▶ _Dataset records_:

━━━━━━━━━━

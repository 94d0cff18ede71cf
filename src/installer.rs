use anyhow::{anyhow, Result};
use crate::cache::{BinaryCache, RunOutcome};
use crate::cancel::CancelSignal;
use crate::package::Package;
use crate::toolchain::Toolchain;

/// Installs every package, skipping the ones already cached unless `force` is set.
///
/// Returns how many packages were built.
pub async fn install_packages<T: Toolchain>(
    packages: &[Package],
    cache: &BinaryCache,
    toolchain: &T,
    force: bool,
    cancel: &CancelSignal,
) -> Result<usize> {
    let mut installed = 0;
    for package in packages {
        if !force && cache.exists(package) {
            println!("{package} is already installed");
            continue;
        }
        cache.install(toolchain, package, cancel).await?;
        installed += 1;
    }
    Ok(installed)
}

/// Finds the declared tool whose command name is `name`.
pub fn find_package<'a>(packages: &'a [Package], name: &str) -> Result<&'a Package> {
    packages
        .iter()
        .find(|p| p.command_name() == name)
        .ok_or_else(|| anyhow!("Unknown tool: {name}\n{}", available_tools(packages)))
}

/// Runs the declared tool `name`, installing it first if needed.
pub async fn run_tool<T: Toolchain>(
    packages: &[Package],
    name: &str,
    args: &[String],
    cache: &BinaryCache,
    toolchain: &T,
    cancel: &CancelSignal,
) -> Result<RunOutcome> {
    let package = find_package(packages, name)?;
    Ok(cache.run(toolchain, package, args, cancel).await?)
}

/// Help text listing the tools that can be run.
pub fn available_tools(packages: &[Package]) -> String {
    if packages.is_empty() {
        return "No tools are declared".to_string();
    }
    let mut help = String::from("Available tools:\n");
    for package in packages {
        help.push_str(&format!("\t{} - Execute {}\n", package.command_name(), package.bin_name()));
    }
    help
}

━━━━━━━━━━

▶ _What is being asked_: Your answer should consist of the lines above that hold the word "crate", copied exactly.

▶ _Output below_:
use crate::cache::{BinaryCache, RunOutcome};
use crate::cancel::CancelSignal;
use crate::package::Package;
use crate::toolchain::Toolchain;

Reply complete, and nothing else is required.